Ted Studebaker (September 1945 outside of Dayton, Ohio – 26 April 1971) was a pacifist and conscientious objector who served as an agricultural worker during the Vietnam War and was executed by North Vietnam in 1971.

Studebaker was the 7th child of eight born on a farm in the small town of West Milton, Ohio. He was a devout member of the Church of the Brethren, and also excelled in sports and played football in high school as well as in college where he attended the small liberal arts school Manchester University in North Manchester, Indiana. He then attended Florida State University for two years pursuing his graduate degree in social work before he left for Vietnam. He also had a great love for music and was a guitarist.

On August 27, 1967, Studebaker delivered a message from the pulpit to the congregation at the West Milton Church of the Brethren. He expressed concerns about social issues of the day, including the war in Southeast Asia.

"The dehumanizing process of war concerns me deeply," Studebaker said. "What can I do about man's inhumanity to man?"

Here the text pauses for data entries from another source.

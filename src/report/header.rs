//! Letterhead composition.

use crate::config::BrandingConfig;
use crate::error::Result;
use crate::media::{embed_image, BoundingBox};
use crate::model::{
    Alignment, Block, Document, Paragraph, ParagraphStyle, Table, TableBorders, TableCell,
    TableRow, TextRun, TextStyle,
};

const NAME_COLOR: &str = "2C3E50";
const DETAILS_COLOR: &str = "555555";

/// Column split of the letterhead, in percent.
const INFO_WIDTH: f32 = 70.0;
const LOGO_WIDTH: f32 = 30.0;

/// Spacing under the rule, in twentieths of a point.
const RULE_SPACE_AFTER: u32 = 400;

/// Builds the header region repeated on every page.
///
/// The logo, when present, is decoded and registered in `document`.
pub fn compose_header(
    branding: &BrandingConfig,
    logo_box: BoundingBox,
    document: &mut Document,
) -> Result<Vec<Block>> {
    let info = TableCell::with_content(vec![identity_paragraph(branding)]).with_width(INFO_WIDTH);

    let mut logo_paragraph = Paragraph::with_style(ParagraphStyle::new().aligned(Alignment::Right));
    if let Some(ref bytes) = branding.logo {
        logo_paragraph.push_image(embed_image(document, "logo", bytes, logo_box)?);
    }
    let logo = TableCell::with_content(vec![logo_paragraph]).with_width(LOGO_WIDTH);

    let layout = Table::with_rows(vec![TableRow {
        cells: vec![info, logo],
        is_header: false,
    }])
    .with_borders(TableBorders::none());

    let mut rule_style = ParagraphStyle::new().spaced(None, Some(RULE_SPACE_AFTER));
    rule_style.bottom_rule = true;

    Ok(vec![
        Block::Table(layout),
        Block::Paragraph(Paragraph::with_style(rule_style)),
    ])
}

/// Name, tagline and contact details stacked in one paragraph.
fn identity_paragraph(branding: &BrandingConfig) -> Paragraph {
    let mut paragraph = Paragraph::new();
    paragraph.push_text(TextRun::with_style(
        &branding.name,
        TextStyle::bold().with_size(14.0).with_color(NAME_COLOR),
    ));
    paragraph.push_line_break();
    paragraph.push_text(TextRun::with_style(
        &branding.tagline,
        TextStyle::italic().with_size(11.0),
    ));
    paragraph.push_line_break();
    paragraph.push_text(TextRun::with_style(
        format!("{} | {}", branding.address, branding.contact),
        TextStyle::new().with_size(9.0).with_color(DETAILS_COLOR),
    ));
    paragraph
}

#[cfg(test)]
mod tests {
    use super::*;
    use crate::error::Error;
    use crate::model::InlineContent;

    fn branding() -> BrandingConfig {
        BrandingConfig {
            name: "Atelier Dupont".to_string(),
            address: "12 rue des Lilas".to_string(),
            contact: "01 23 45 67 89".to_string(),
            tagline: "Structure & Rénovation".to_string(),
            logo: None,
        }
    }

    #[test]
    fn test_header_without_logo() {
        let mut document = Document::new();
        let blocks = compose_header(&branding(), BoundingBox::new(100, 100), &mut document)
            .expect("header");
        assert_eq!(blocks.len(), 2);
        assert!(document.resources.is_empty());

        let layout = blocks[0].as_table().expect("layout table");
        assert_eq!(layout.borders, TableBorders::none());
        assert_eq!(layout.rows[0].cells.len(), 2);
        assert_eq!(layout.rows[0].cells[0].width_percent, Some(70.0));

        let identity = &layout.rows[0].cells[0].content[0];
        let runs: Vec<&TextRun> = identity.runs().collect();
        assert_eq!(runs.len(), 3);
        assert_eq!(runs[0].text, "Atelier Dupont");
        assert!(runs[0].style.bold);
        assert!(runs[1].style.italic);
        assert_eq!(runs[2].text, "12 rue des Lilas | 01 23 45 67 89");

        let logo_cell = &layout.rows[0].cells[1].content[0];
        assert!(logo_cell.is_empty());

        let rule = blocks[1].as_paragraph().expect("rule");
        assert!(rule.style.bottom_rule);
    }

    #[test]
    fn test_header_rejects_corrupt_logo() {
        let mut config = branding();
        config.logo = Some(vec![0x89, b'P', b'N', b'G', 0, 0, 0, 0]);
        let mut document = Document::new();
        let result = compose_header(&config, BoundingBox::new(100, 100), &mut document);
        assert!(matches!(result, Err(Error::ImageDecode { .. })));
    }

    #[test]
    fn test_header_logo_registered() {
        use image::{DynamicImage, ImageFormat, Rgba, RgbaImage};
        let img = DynamicImage::ImageRgba8(RgbaImage::from_pixel(200, 100, Rgba([0, 0, 0, 255])));
        let mut bytes = Vec::new();
        img.write_to(&mut std::io::Cursor::new(&mut bytes), ImageFormat::Png)
            .expect("encode");

        let mut config = branding();
        config.logo = Some(bytes);
        let mut document = Document::new();
        let blocks = compose_header(&config, BoundingBox::new(100, 100), &mut document)
            .expect("header");

        assert_eq!(document.resources.len(), 1);
        let layout = blocks[0].as_table().expect("layout table");
        let logo = &layout.rows[0].cells[1].content[0];
        assert_eq!(logo.style.alignment, Alignment::Right);
        match &logo.content[0] {
            InlineContent::Image(reference) => {
                assert_eq!(reference.id, "image1.png");
                assert_eq!((reference.width, reference.height), (100, 50));
            }
            other => panic!("expected image, got {other:?}"),
        }
    }
}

While in Vietnam he volunteered with the Vietnam Christian service where his goal was to follow the example of Jesus Christ. He volunteered for two years working with a Montagnard hill tribe where he helped them with agricultural production. He bought fertilizer and sold it to the tribe at cost to yield a better crop, did the same with a roto-tiller, and also worked on a poultry production project. He believed that working with the people of Vietnam was the only way to pursue true peace and stability in Vietnam rather than war, although he did not side with either the Vietnamese or the US military. He married a Chinese volunteer named Ven Pak in April 1971 although they were only wed for one week before he was killed.

He was killed on April 26, 1971, by North Vietnamese when they first attacked the volunteers’ house with rockets and then invaded. The soldiers did not know who Studebaker was, they merely saw him as an American and therefore a threat and so he was executed. The lives of his wife and other volunteers were spared.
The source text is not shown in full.